Salary Negotiation FAQs
In the second episode of Born to Thrive, I address three most frequently asked questions that I get as a negotiation coach for women.
1. Who goes first in giving a number (you!)
2. What if my employer questions your loyalty? (They don’t pay for your emotional labor)
3. How do you respond to a lowball offer? (I offer a script for responding to this in this podcast).
On International Women's Day, I'd like to answer three most frequently asked questions I get as a negotiation coach for women. Earlier this week I got to speak about workplace culture and negotiation at The Wing, the only co-working space dedicated to women. I notice that I get asked these three questions over and over again.
First, who goes first?
I've been teaching and studying negotiation for over five years, and I notice that the person who anchors first, the person who tells the other side what they want first almost always has the negotiation tip towards her favor.
Anchoring simply means you tell them what you want. Anchoring is a powerful cognitive bias. Once you drop an anchor, the conversation will tip towards your favor -- IF your anchor is reasonably ambitious. For example, asking for $500K when the going rate is $250K is unreasonable. But if you find out that the going rate for your role is $150K, then ask for $150K.
- Do online research to find the going market rate for your role.

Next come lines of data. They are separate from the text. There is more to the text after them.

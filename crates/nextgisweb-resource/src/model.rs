//! The `resource` and `resource_acl` tables.
//!
//! [`Resource`] is the base record of every resource class. Subtype tables
//! (`feature_layer`, `feature_layer_style`, ...) share its id and reference
//! it with `ON DELETE CASCADE`, so deleting the base row removes the
//! subtype row and everything hanging off it.

use once_cell::sync::Lazy;

use nextgisweb_core::{NgwResult, Principal};
use nextgisweb_db::{
    delete_model, get_model, insert_model, select_models, update_model, ColumnDef, ColumnType,
    DbExecutor, Model, ModelMeta, OnDelete, Row, Value,
};

use crate::acl::{self, AclRule};
use crate::scope::Permission;

pub static RESOURCE_META: Lazy<ModelMeta> = Lazy::new(|| ModelMeta {
    table: "resource",
    columns: vec![
        ColumnDef::primary_key("id"),
        ColumnDef::new("cls", ColumnType::Text),
        ColumnDef::new("parent_id", ColumnType::Integer)
            .nullable()
            .references("resource", "id", OnDelete::Cascade),
        ColumnDef::new("keyname", ColumnType::Text).nullable(),
        ColumnDef::new("display_name", ColumnType::Text),
        ColumnDef::new("owner_user_id", ColumnType::Integer).nullable(),
    ],
    checks: vec![],
});

pub static RESOURCE_ACL_META: Lazy<ModelMeta> = Lazy::new(|| ModelMeta {
    table: "resource_acl",
    columns: vec![
        ColumnDef::primary_key("id"),
        ColumnDef::new("resource_id", ColumnType::Integer)
            .references("resource", "id", OnDelete::Cascade),
        ColumnDef::new("action", ColumnType::Text),
        ColumnDef::new("principal", ColumnType::Text),
        ColumnDef::new("scope", ColumnType::Text),
        ColumnDef::new("permission", ColumnType::Text),
    ],
    checks: vec!["\"action\" IN ('allow', 'deny')".to_string()],
});

/// A persisted, access-controlled entity.
///
/// # Examples
///
/// ```
/// use nextgisweb_core::Principal;
/// use nextgisweb_resource::{AclRule, Resource};
/// use nextgisweb_resource::scope::DataScope;
///
/// let mut res = Resource::new("feature_layer", "Roads");
/// res.acl.push(AclRule::allow(Principal::Everyone, "data", "read"));
/// assert!(res.has_permission(DataScope::READ, &[Principal::Everyone]));
/// assert!(!res.has_permission(DataScope::WRITE, &[Principal::Everyone]));
/// ```
#[derive(Debug, Clone, PartialEq)]
pub struct Resource {
    pub id: Option<i64>,
    /// Identity of the resource class.
    pub cls: String,
    pub parent_id: Option<i64>,
    pub keyname: Option<String>,
    pub display_name: String,
    pub owner_user_id: Option<i64>,
    pub acl: Vec<AclRule>,
}

impl Resource {
    /// Creates an unsaved resource of class `cls`.
    pub fn new(cls: &str, display_name: &str) -> Self {
        Self {
            id: None,
            cls: cls.to_string(),
            parent_id: None,
            keyname: None,
            display_name: display_name.to_string(),
            owner_user_id: None,
            acl: Vec::new(),
        }
    }

    /// Evaluates the resource's ACL.
    pub fn has_permission(&self, permission: Permission, principals: &[Principal]) -> bool {
        acl::has_permission(&self.acl, permission, principals)
    }

    /// Loads a resource and its ACL.
    pub async fn load(db: &dyn DbExecutor, id: i64) -> NgwResult<Self> {
        let mut resource: Self = get_model(db, id).await?;
        let rules: Vec<AclRecord> =
            select_models(db, "\"resource_id\" = ?", &[Value::Int(id)], "\"id\"").await?;
        resource.acl = rules
            .into_iter()
            .map(AclRecord::into_rule)
            .collect::<NgwResult<_>>()?;
        Ok(resource)
    }

    /// Inserts or updates the resource and replaces its stored ACL.
    pub async fn save(&mut self, db: &dyn DbExecutor) -> NgwResult<()> {
        if self.id.is_some() {
            update_model(&*self, db).await?;
        } else {
            insert_model(self, db).await?;
        }
        let Some(id) = self.id else {
            return Ok(());
        };

        db.execute_sql(
            "DELETE FROM \"resource_acl\" WHERE \"resource_id\" = ?",
            &[Value::Int(id)],
        )
        .await?;
        for rule in &self.acl {
            let mut record = AclRecord::from_rule(id, rule);
            insert_model(&mut record, db).await?;
        }
        tracing::debug!(id, cls = %self.cls, "Saved resource");
        Ok(())
    }

    /// Deletes the resource. Subtype rows, ACL rules and children go with it.
    pub async fn delete(&self, db: &dyn DbExecutor) -> NgwResult<()> {
        delete_model(self, db).await
    }

    /// Loads the parent resource, if any.
    pub async fn parent(&self, db: &dyn DbExecutor) -> NgwResult<Option<Self>> {
        match self.parent_id {
            Some(id) => Self::load(db, id).await.map(Some),
            None => Ok(None),
        }
    }
}

impl std::fmt::Display for Resource {
    fn fmt(&self, f: &mut std::fmt::Formatter<'_>) -> std::fmt::Result {
        write!(f, "{}", self.display_name)
    }
}

impl Model for Resource {
    fn meta() -> &'static ModelMeta {
        &RESOURCE_META
    }

    fn pk(&self) -> Option<i64> {
        self.id
    }

    fn set_pk(&mut self, id: i64) {
        self.id = Some(id);
    }

    fn field_values(&self) -> Vec<(&'static str, Value)> {
        vec![
            ("cls", Value::from(self.cls.as_str())),
            ("parent_id", Value::from(self.parent_id)),
            ("keyname", Value::from(self.keyname.clone())),
            ("display_name", Value::from(self.display_name.as_str())),
            ("owner_user_id", Value::from(self.owner_user_id)),
        ]
    }

    fn from_row(row: &Row) -> NgwResult<Self> {
        Ok(Self {
            id: row.get("id")?,
            cls: row.get("cls")?,
            parent_id: row.get("parent_id")?,
            keyname: row.get("keyname")?,
            display_name: row.get("display_name")?,
            owner_user_id: row.get("owner_user_id")?,
            acl: Vec::new(),
        })
    }
}

/// Stored form of an ACL rule.
struct AclRecord {
    id: Option<i64>,
    resource_id: i64,
    action: String,
    principal: String,
    scope: String,
    permission: String,
}

impl AclRecord {
    fn from_rule(resource_id: i64, rule: &AclRule) -> Self {
        Self {
            id: None,
            resource_id,
            action: rule.action.to_string(),
            principal: rule.principal.to_string(),
            scope: rule.scope.clone(),
            permission: rule.permission.clone(),
        }
    }

    fn into_rule(self) -> NgwResult<AclRule> {
        Ok(AclRule {
            action: self.action.parse()?,
            principal: self.principal.parse()?,
            scope: self.scope,
            permission: self.permission,
        })
    }
}

impl Model for AclRecord {
    fn meta() -> &'static ModelMeta {
        &RESOURCE_ACL_META
    }

    fn pk(&self) -> Option<i64> {
        self.id
    }

    fn set_pk(&mut self, id: i64) {
        self.id = Some(id);
    }

    fn field_values(&self) -> Vec<(&'static str, Value)> {
        vec![
            ("resource_id", Value::Int(self.resource_id)),
            ("action", Value::from(self.action.as_str())),
            ("principal", Value::from(self.principal.as_str())),
            ("scope", Value::from(self.scope.as_str())),
            ("permission", Value::from(self.permission.as_str())),
        ]
    }

    fn from_row(row: &Row) -> NgwResult<Self> {
        Ok(Self {
            id: row.get("id")?,
            resource_id: row.get("resource_id")?,
            action: row.get("action")?,
            principal: row.get("principal")?,
            scope: row.get("scope")?,
            permission: row.get("permission")?,
        })
    }
}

- Ask your network what they're making. National Labor Relations Act protects your right to ask your colleagues about their pay, even if your employer frowns on this. So be tactful.

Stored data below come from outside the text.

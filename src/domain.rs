use serde::{Deserialize, Serialize};

use crate::error::{Result, SensorError};

/// plausible dht22 range, exclusive on both ends
pub const TEMPERATURE_BOUNDS_C: (f64, f64) = (-40.0, 80.0);
pub const HUMIDITY_BOUNDS_PERCENT: (f64, f64) = (0.0, 100.0);

/// a validated measurement, immutable once built
#[derive(Clone, Copy, Debug, PartialEq)]
pub struct Reading {
    temperature_celsius: f64,
    humidity_percent: f64,
    captured_at_unix_seconds: i64,
}

impl Reading {
    /// validate raw driver values and round them to one decimal place
    ///
    /// NaN fails the bounds check like any other out-of-range value.
    pub fn accept(temperature: f64, humidity: f64, captured_at_unix_seconds: i64) -> Result<Self> {
        if !is_plausible(temperature, humidity) {
            return Err(SensorError::ImplausibleReading { temperature, humidity });
        }
        Ok(Self {
            temperature_celsius: round_tenth(temperature),
            humidity_percent: round_tenth(humidity),
            captured_at_unix_seconds,
        })
    }

    pub fn temperature_celsius(&self) -> f64 {
        self.temperature_celsius
    }

    pub fn humidity_percent(&self) -> f64 {
        self.humidity_percent
    }

    pub fn captured_at_unix_seconds(&self) -> i64 {
        self.captured_at_unix_seconds
    }
}

fn is_plausible(temperature: f64, humidity: f64) -> bool {
    let (t_min, t_max) = TEMPERATURE_BOUNDS_C;
    let (h_min, h_max) = HUMIDITY_BOUNDS_PERCENT;
    temperature > t_min && temperature < t_max && humidity > h_min && humidity < h_max
}

/// round to one decimal, half to even, on the exact binary value
///
/// `value * 10.0` can itself round onto or off a tie, so the scaling is done in
/// integers: 21.25 is an exact tie and goes to 21.2, while 22.45 is stored just
/// below the tie and goes to 22.4.
fn round_tenth(value: f64) -> f64 {
    if !value.is_finite() {
        return value;
    }
    let bits = value.to_bits();
    let biased_exp = ((bits >> 52) & 0x7ff) as i32;
    let fraction = bits & ((1u64 << 52) - 1);
    let (mantissa, exp) = if biased_exp == 0 {
        (fraction, -1074)
    } else {
        (fraction | (1u64 << 52), biased_exp - 1075)
    };
    if exp >= 0 {
        // already an integer
        return value;
    }

    let shift = (-exp) as u32;
    // mantissa * 10 < 2^57, so past 120 bits the result is zero
    if shift > 120 {
        return 0.0f64.copysign(value);
    }
    let scaled = u128::from(mantissa) * 10;
    let tenths = scaled >> shift;
    let remainder = scaled & ((1u128 << shift) - 1);
    let half = 1u128 << (shift - 1);
    let tenths = if remainder > half || (remainder == half && tenths % 2 == 1) {
        tenths + 1
    } else {
        tenths
    };
    (tenths as f64 / 10.0).copysign(value)
}

/// sensor status as reported to consumers
///
/// `Stale` is only ever produced by the query side; the store holds the other three.
#[derive(Clone, Copy, Debug, PartialEq, Eq, Serialize, Deserialize)]
#[serde(rename_all = "lowercase")]
pub enum SensorStatus {
    Starting,
    Ok,
    Error,
    Stale,
}

/// consistent copy of the shared cell
#[derive(Clone, Copy, Debug, PartialEq)]
pub struct Snapshot {
    pub reading: Option<Reading>,
    pub status: SensorStatus,
}

impl Default for Snapshot {
    fn default() -> Self {
        Self { reading: None, status: SensorStatus::Starting }
    }
}

/// json body of `GET /data`
#[derive(Clone, Debug, PartialEq, Serialize, Deserialize)]
pub struct ReadingView {
    pub temperature: Option<f64>,
    pub humidity: Option<f64>,
    pub timestamp: Option<i64>,
    pub status: SensorStatus,
}

impl ReadingView {
    pub fn from_snapshot(snapshot: Snapshot) -> Self {
        Self {
            temperature: snapshot.reading.map(|r| r.temperature_celsius()),
            humidity: snapshot.reading.map(|r| r.humidity_percent()),
            timestamp: snapshot.reading.map(|r| r.captured_at_unix_seconds()),
            status: snapshot.status,
        }
    }
}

- If you're a woman who feels she's underpaid, ask men in similar roles what they're making.
- Several women I've talked to have often found out that their male predecessors made around $10K-$20K more in the same role!
Second, what if your employer questions your loyalty if you ask for more money?
Remember that your employer does not pay you for your loyalty. This is especially true if you work under "At Will" contract.
Loyalty is emotional labor. You don't get paid for your emotional labor. You get a salary for the benefit, or the value of your contributions.
Your contributions may add to the bottom line or to prestige to the company, or help retain paying customers. For example, if you work in customer service, the end benefit of your work may be improved customer satisfaction which leads to improved customer retention. Existing customers are paying customers which means more revenue.
So don't worry about emotional labor; focus on your value.
Third, what if you get a lowball offer?
So what if you got a job offer but didn't want to anchor because you were afraid to make a mistake? What if you're making $65K and got an offer for $58K? How should you respond?
Here's my suggested script:
"This is a great place to start. I appreciate the offer and I'm looking forward to working towards the mission of your group. The thing is, I'm currently making more than the offer. So if you can increase the offer to $70K, that would help me make this decision sooner rather than later."